Question: 17: If \vec{F}=2 \hat{i}+\hat{j}-\hat{k} and \vec{r}=3 \hat{i}+2 \hat{j}-2 \hat{k}, then the scalar and vector products of \vec{F} and \vec{r} have the magnitudes respectively as :
(1) 5, \sqrt{3}
(2) 4, \sqrt{5}
(3) 10, \sqrt{2}
(4) 10,2
Answer: Option (3)
Explanation:
First, we find the scalar (dot) product of the vectors.
The scalar product is given by
\vec{F}\cdot\vec{r} = F_x r_x + F_y r_y + F_z r_zSubstituting the given values,
\vec{F}\cdot\vec{r} = (2)(3) + (1)(2) + (-1)(-2) \vec{F}\cdot\vec{r} = 6 + 2 + 2 = 10Hence, the magnitude of the scalar product is 10.
Now, we find the vector (cross) product of the vectors.

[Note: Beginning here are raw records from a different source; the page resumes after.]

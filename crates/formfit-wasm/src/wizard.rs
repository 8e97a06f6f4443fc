//! Wizard and editor WASM bindings.
//!
//! A single [`JsWizard`] drives the whole flow from JavaScript: the page feeds
//! it the picked file, the chosen requirement and the editor controls, and
//! draws [`JsWizard::canvas`] after every change.
//!
//! # Example
//!
//! ```typescript
//! const wizard = new JsWizard();
//! wizard.select_file(file.name, file.type, new Uint8Array(await file.arrayBuffer()));
//! wizard.select_requirement('pan-photo');
//! wizard.next();
//! wizard.set_brightness(20);
//! const canvas = wizard.canvas();
//! ctx.putImageData(new ImageData(new Uint8ClampedArray(canvas.pixels()), canvas.width), 0, 0);
//! ```
//!
//! Failed actions throw an `Error`; its `key` property, when set, is the
//! translation key of the alert to show.

use formfit_core::editor::Editor;
use formfit_core::encode::{ExportOptions, OutputFormat};
use formfit_core::route::{self, Page};
use formfit_core::transform::CropRect;
use formfit_core::upload::FileInput;
use formfit_core::{Category, Step, Wizard, WizardError};
use wasm_bindgen::prelude::*;

use crate::types::{js_error, wizard_error, JsBitmap, JsExportedFile};

#[wasm_bindgen]
pub struct JsWizard {
    inner: Wizard,
}

impl Default for JsWizard {
    fn default() -> Self {
        Self::new()
    }
}

#[wasm_bindgen]
impl JsWizard {
    #[wasm_bindgen(constructor)]
    pub fn new() -> JsWizard {
        JsWizard {
            inner: Wizard::new(),
        }
    }

    /// Current step number (1 = upload, 2 = requirement, 3 = editor)
    #[wasm_bindgen(getter)]
    pub fn step(&self) -> u8 {
        self.inner.step().number()
    }

    /// Highest step number the step indicator may jump to
    #[wasm_bindgen(getter)]
    pub fn max_available_step(&self) -> u8 {
        self.inner.max_available_step().number()
    }

    #[wasm_bindgen(getter)]
    pub fn file_name(&self) -> Option<String> {
        self.inner.file().map(|f| f.name.clone())
    }

    #[wasm_bindgen(getter)]
    pub fn requirement_id(&self) -> Option<String> {
        self.inner.requirement().map(|r| r.id.to_string())
    }

    #[wasm_bindgen(getter)]
    pub fn tab(&self) -> String {
        self.inner.tab().to_string()
    }

    pub fn select_file(&mut self, name: &str, mime_type: &str, bytes: &[u8]) -> Result<(), JsValue> {
        self.inner
            .select_file(&FileInput::new(name, mime_type, bytes))
            .map_err(wizard_error)
    }

    pub fn select_requirement(&mut self, id: &str) -> Result<(), JsValue> {
        self.inner
            .select_requirement(id)
            .map(|_| ())
            .map_err(wizard_error)
    }

    pub fn clear_requirement(&mut self) -> Result<(), JsValue> {
        self.inner.clear_requirement().map_err(wizard_error)
    }

    /// Switch to the `photo`, `signature` or `document` tab.
    pub fn select_tab(&mut self, tab: &str) -> Result<(), JsValue> {
        let category: Category = tab.parse().map_err(js_error)?;
        self.inner.select_tab(category).map_err(wizard_error)
    }

    #[allow(clippy::should_implement_trait)]
    pub fn next(&mut self) -> Result<u8, JsValue> {
        self.inner
            .next()
            .map(Step::number)
            .map_err(wizard_error)
    }

    pub fn previous(&mut self) -> Result<u8, JsValue> {
        self.inner
            .previous()
            .map(Step::number)
            .map_err(wizard_error)
    }

    /// Jump to a step from the step indicator.
    pub fn go_to(&mut self, step: u8) -> Result<u8, JsValue> {
        let target =
            Step::from_number(step).ok_or_else(|| js_error(format!("invalid step: {step}")))?;
        self.inner
            .go_to(target)
            .map(Step::number)
            .map_err(wizard_error)
    }

    /// Handle a hash change. Returns the document title for the new page.
    pub fn navigate(&mut self, hash: &str) -> Result<String, JsValue> {
        let page = route::navigate(Page::from_hash(hash), &mut self.inner).map_err(wizard_error)?;
        Ok(page.title().to_string())
    }

    /// The adjusted canvas to draw.
    pub fn canvas(&self) -> Result<JsBitmap, JsValue> {
        Ok(JsBitmap::from_bitmap(self.editor()?.canvas()))
    }

    #[wasm_bindgen(getter)]
    pub fn brightness(&self) -> i32 {
        self.inner
            .editor()
            .map_or(0, |e| e.adjustments().brightness)
    }

    #[wasm_bindgen(getter)]
    pub fn contrast(&self) -> i32 {
        self.inner
            .editor()
            .map_or(100, |e| e.adjustments().contrast)
    }

    #[wasm_bindgen(getter)]
    pub fn zoom(&self) -> f64 {
        self.inner.editor().map_or(1.0, |e| e.zoom().factor())
    }

    pub fn set_brightness(&mut self, value: i32) -> Result<(), JsValue> {
        self.editor_mut()?.set_brightness(value);
        Ok(())
    }

    pub fn set_contrast(&mut self, value: i32) -> Result<(), JsValue> {
        self.editor_mut()?.set_contrast(value);
        Ok(())
    }

    pub fn zoom_in(&mut self) -> Result<(), JsValue> {
        self.editor_mut()?.zoom_in().map_err(js_error)
    }

    pub fn zoom_out(&mut self) -> Result<(), JsValue> {
        self.editor_mut()?.zoom_out().map_err(js_error)
    }

    pub fn reset(&mut self) -> Result<(), JsValue> {
        self.editor_mut()?.reset().map_err(js_error)
    }

    pub fn enable_crop(&mut self) -> Result<(), JsValue> {
        self.editor_mut()?.enable_crop();
        Ok(())
    }

    /// Current crop box as `{ left, top, width, height }` fractions, or
    /// `undefined` outside crop mode.
    pub fn crop_box(&self) -> Result<JsValue, JsValue> {
        match self.inner.editor().and_then(Editor::crop_box) {
            Some(rect) => serde_wasm_bindgen::to_value(&rect).map_err(js_error),
            None => Ok(JsValue::UNDEFINED),
        }
    }

    /// Drag the crop box; returns the clamped box.
    pub fn move_crop_box(&mut self, left: f64, top: f64) -> Result<JsValue, JsValue> {
        let rect = self
            .editor_mut()?
            .move_crop_box(left, top)
            .map_err(js_error)?;
        crop_to_js(rect)
    }

    pub fn resize_crop_box(&mut self, width: f64, height: f64) -> Result<JsValue, JsValue> {
        let rect = self
            .editor_mut()?
            .resize_crop_box(width, height)
            .map_err(js_error)?;
        crop_to_js(rect)
    }

    pub fn apply_crop(&mut self) -> Result<(), JsValue> {
        self.editor_mut()?.apply_crop().map_err(js_error)
    }

    pub fn cancel_crop(&mut self) -> Result<(), JsValue> {
        self.editor_mut()?.cancel_crop();
        Ok(())
    }

    /// Export for the chosen requirement.
    ///
    /// `format` is `jpeg` or `png` (default: the requirement's format);
    /// `quality` is 0.0 to 1.0 (default 0.8).
    pub fn export(
        &self,
        format: Option<String>,
        quality: Option<f32>,
        fit_size_limit: bool,
    ) -> Result<JsExportedFile, JsValue> {
        let mut options = self
            .inner
            .requirement()
            .map(ExportOptions::for_requirement)
            .unwrap_or_default();
        if let Some(format) = format {
            options.format = format.parse::<OutputFormat>().map_err(js_error)?;
        }
        if let Some(quality) = quality {
            options.quality = quality;
        }
        options.fit_size_limit = fit_size_limit;

        self.inner
            .export(&options)
            .map(JsExportedFile::from)
            .map_err(wizard_error)
    }
}

impl JsWizard {
    fn editor(&self) -> Result<&Editor, JsValue> {
        let step = self.inner.step();
        self.inner.editor().ok_or_else(|| not_in_editor(step))
    }

    fn editor_mut(&mut self) -> Result<&mut Editor, JsValue> {
        let step = self.inner.step();
        self.inner.editor_mut().ok_or_else(|| not_in_editor(step))
    }
}

fn not_in_editor(step: Step) -> JsValue {
    wizard_error(WizardError::InvalidAction {
        action: "edit the image",
        step,
    })
}

fn crop_to_js(rect: CropRect) -> Result<JsValue, JsValue> {
    serde_wasm_bindgen::to_value(&rect).map_err(js_error)
}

\vec{F}\times\vec{r} = \begin{vmatrix} \hat{i} & \hat{j} & \hat{k} \\ 2 & 1 & -1 \\ 3 & 2 & -2 \end{vmatrix}Evaluating the determinant,
\vec{F}\times\vec{r} = \hat{i}[(1)(-2) - (-1)(2)] - \hat{j}[(2)(-2) - (-1)(3)] + \hat{k}[(2)(2) - (1)(3)] \vec{F}\times\vec{r} = \hat{i}( -2 + 2 ) - \hat{j}( -4 + 3 ) + \hat{k}( 4 - 3 ) \vec{F}\times\vec{r} = \hat{j} + \hat{k}The magnitude of the vector product is
|\vec{F}\times\vec{r}| = \sqrt{1^2 + 1^2} = \sqrt{2}Thus, the magnitudes of the scalar and vector products are 10 and \sqrt{2} respectively.
Therefore, the correct option is (3).